We had a really good crowd, and saw the face of diversity in the student body.
One issue (among several) we all had was lack of standardization in sizes. Bruce pointed out that sometimes he wears a large, and other times he wears an XXL because different manufacturers label their products differently. (Readers, who among you can't relate to that?!) You can return products that don't fit, Bruce admitted, but if you're shopping by mail order, this is a major inconvenience. And inconvenience, as we all know, often translates to no sale. (Bad for business!) Because he has been in the forefront of plus size men's issues, at least one manufacturer is discussing working with him on a line of men's underwear.
Manufacturers turn a blind eye to diversity at their own peril, and at their own loss, we agreed. No one benefits if right-sized clothing is not available - not the customer, not the manufacturer, not the economy. Bruce pointed out that "menswear is growing at double the rate of womenswear". Marie told a story about a single style of thigh high boots made by a single manufacturer that sold out because they were among the only thigh-highs that fit plus size women. Marie says these boots sell for more now on Ebay, second hand, than they did when they were brand new at the retailer. These are niche markets that will make millionaires out of entrepreneurs willing to invest in them.
|Marie, Bruce, Sharon, Ben Barry, Valerie, Robert Ott, School of Fashion Chair|
Among many other incisive questions, Dr. Barry asked if we saw any progress in the fashion industry. We agreed that we saw more people "like us" in print ads, but that it amounted to little more than tokenism so far. "There is no follow-through", said Marie. For women of a certain age, there is the occasional Carmen del Orifice, but wouldn't it make a nice change if we also saw the occasional Jane Goodall, or the occasional Alice Walker?

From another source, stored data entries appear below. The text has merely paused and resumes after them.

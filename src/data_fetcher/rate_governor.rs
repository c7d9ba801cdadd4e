//! Fixed-window quota for calls to the metered upstream API.
//!
//! One unit is charged per upstream request actually sent. Requests that
//! arrive once the window is spent are rejected, not queued, so the caller can
//! tell the end user to come back later.

use serde::Serialize;
use std::sync::Mutex;
use std::time::Duration;
use tokio::time::Instant;
use tracing::{debug, warn};

use crate::error::AppError;

/// Counter state for the current window
#[derive(Debug, Clone)]
pub struct RateWindow {
    pub window_start: Instant,
    pub count: u32,
    pub limit: u32,
    pub window: Duration,
}

impl RateWindow {
    fn new(limit: u32, window: Duration) -> Self {
        Self {
            window_start: Instant::now(),
            count: 0,
            limit,
            window,
        }
    }

    /// Moves to the window containing `now`, resetting the count if it changed.
    /// Windows are aligned to the first one, so skipped windows are accounted for.
    fn roll(&mut self, now: Instant) {
        let elapsed = now.saturating_duration_since(self.window_start);
        if elapsed < self.window {
            return;
        }

        let window_nanos = self.window.as_nanos();
        let skipped = elapsed.as_nanos() / window_nanos;
        let advance = u64::try_from(skipped * window_nanos).unwrap_or(u64::MAX);
        self.window_start += Duration::from_nanos(advance);

        if self.count > 0 {
            debug!(
                "Quota window rolled over: {} of {} units were used",
                self.count, self.limit
            );
        }
        self.count = 0;
    }

    fn resets_in(&self, now: Instant) -> Duration {
        (self.window_start + self.window).saturating_duration_since(now)
    }
}

/// Point-in-time view of the quota, for diagnostics
#[derive(Debug, Clone, Serialize, PartialEq, Eq)]
pub struct RateSnapshot {
    pub limit: u32,
    pub used: u32,
    pub remaining: u32,
    pub resets_in_seconds: u64,
}

pub struct RateGovernor {
    state: Mutex<RateWindow>,
}

impl RateGovernor {
    pub fn new(limit: u32, window: Duration) -> Self {
        let window = window.max(Duration::from_millis(1));
        Self {
            state: Mutex::new(RateWindow::new(limit, window)),
        }
    }

    fn lock(&self) -> std::sync::MutexGuard<'_, RateWindow> {
        // The critical sections never panic halfway through an update
        self.state
            .lock()
            .unwrap_or_else(|poisoned| poisoned.into_inner())
    }

    /// Admits one upstream call or rejects it with [`AppError::QuotaExceeded`]
    pub fn try_acquire(&self) -> Result<(), AppError> {
        let now = Instant::now();
        let mut state = self.lock();
        state.roll(now);

        if state.count >= state.limit {
            let retry_after = state.resets_in(now);
            warn!(
                "Upstream quota exhausted ({} per {:?}), next window in {:?}",
                state.limit, state.window, retry_after
            );
            return Err(AppError::quota_exceeded(state.limit, retry_after));
        }

        state.count += 1;
        debug!("Quota unit used: {}/{}", state.count, state.limit);
        Ok(())
    }

    pub fn snapshot(&self) -> RateSnapshot {
        let now = Instant::now();
        let mut state = self.lock();
        state.roll(now);
        RateSnapshot {
            limit: state.limit,
            used: state.count,
            remaining: state.limit.saturating_sub(state.count),
            resets_in_seconds: state.resets_in(now).as_secs(),
        }
    }
}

Sharon pointed out that the body image promoted by the fashion industry represents only 5% of the population, and when people struggle and fail to live up to that image, it can have a negative impact on self esteem. Studies have shown, she said, that there is a link between body image and purchasing behavior. She said there is a "moral reason to embrace diversity". She's right, but every first-year MBA student will tell you the market doesn't respond as well to moral reasons as it does to the bottom line.
The bottom line is: we've got the money! Willing customers shouldn't have such a hard time finding places to spend it. Ryerson University is challenging its students to design for all body types. We can't wait to see what they come up with.